Start by getting a data flow diagram for the system being tested. For the purposes of this article, let use a sample web application, including login, database query, and the ability to print generated reports. If the priority request is based only on that, we can approach the login first, driven by experience with the error authentication systems, then the database query.
Apply a threat modeling method, no matter what you use, as long as it works for your system and your company shows that while we may have chosen the function Logging in is the highest risk based on sensory and practical experience, the highest priority is to protect sensitive customer data. In addition, all highest priority items are found by the threat model, not the original RBT matrix.
We need a way to prioritize them even more, to make the best use of limited resources. This is another type of left shift: not moving QA up the development chain, but introducing security testing earlier than it started.
The answer has been found in strict security standards. The software industry has strict rules that promote exactly what we need to do, but even without it, models like OWASP’s Top Ten and CWE’s Top 25 can come up with a list of The vulnerability is assessed and removed from the software. We find that each point of a standard and each item in the list is created at least one test case. Develop common test cases from those standards to allow other testers to easily access the requirements and start implementing them.

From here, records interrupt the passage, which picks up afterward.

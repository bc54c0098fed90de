// File: crates/trend-core/src/marker.rs
// Summary: Time-anchored annotation markers (fixed historical events).

use crate::range::TimeRange;

/// A static event annotation: vertical rule plus caption at a timestamp.
#[derive(Clone, Debug, PartialEq, Eq)]
pub struct Marker {
    pub at: i64,
    pub label: String,
}

impl Marker {
    pub fn new(at: i64, label: impl Into<String>) -> Self {
        Self { at, label: label.into() }
    }
}

/// Markers whose timestamp falls inside `range`. Outside markers are omitted
/// entirely, never clipped.
pub fn visible_markers(markers: &[Marker], range: TimeRange) -> Vec<Marker> {
    markers.iter().filter(|m| range.contains(m.at)).cloned().collect()
}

Of course, we can skip our functional tests to focus strictly on security! This adds a lot of test cases and they are often functions that take both expertise and time. One principle quickly found that one person cannot support every project and other testers on the team are not trained to do the basics without guidance.
Our solution is once again cooperation. The information security team has started a security protection program and the team size has doubled. Others have taken on roles in other parts of the organization, and that has led to a new path for testers to get important information. Not only can we directly ask security questions, but creating a second QA security role also takes a lot of work.
We closed the feedback loop by putting the information back to the infosec. QA knows how many bugs have security implications; and the team security has shared their resolutions and we have received a report from the running infosec scan.
As a result, after a few months of work, teams that carry out security checks have fewer bugs, lower severity errors than teams that do not perform security tests. Not only that, but there are fewer security-related production incidents than teams without intentional security checks.
These difficulties are why testing security during testing is an uncommon practice. With the effects seen, I can confidently say that this is a difficult path to follow, but it is the reason for the good results for our software product.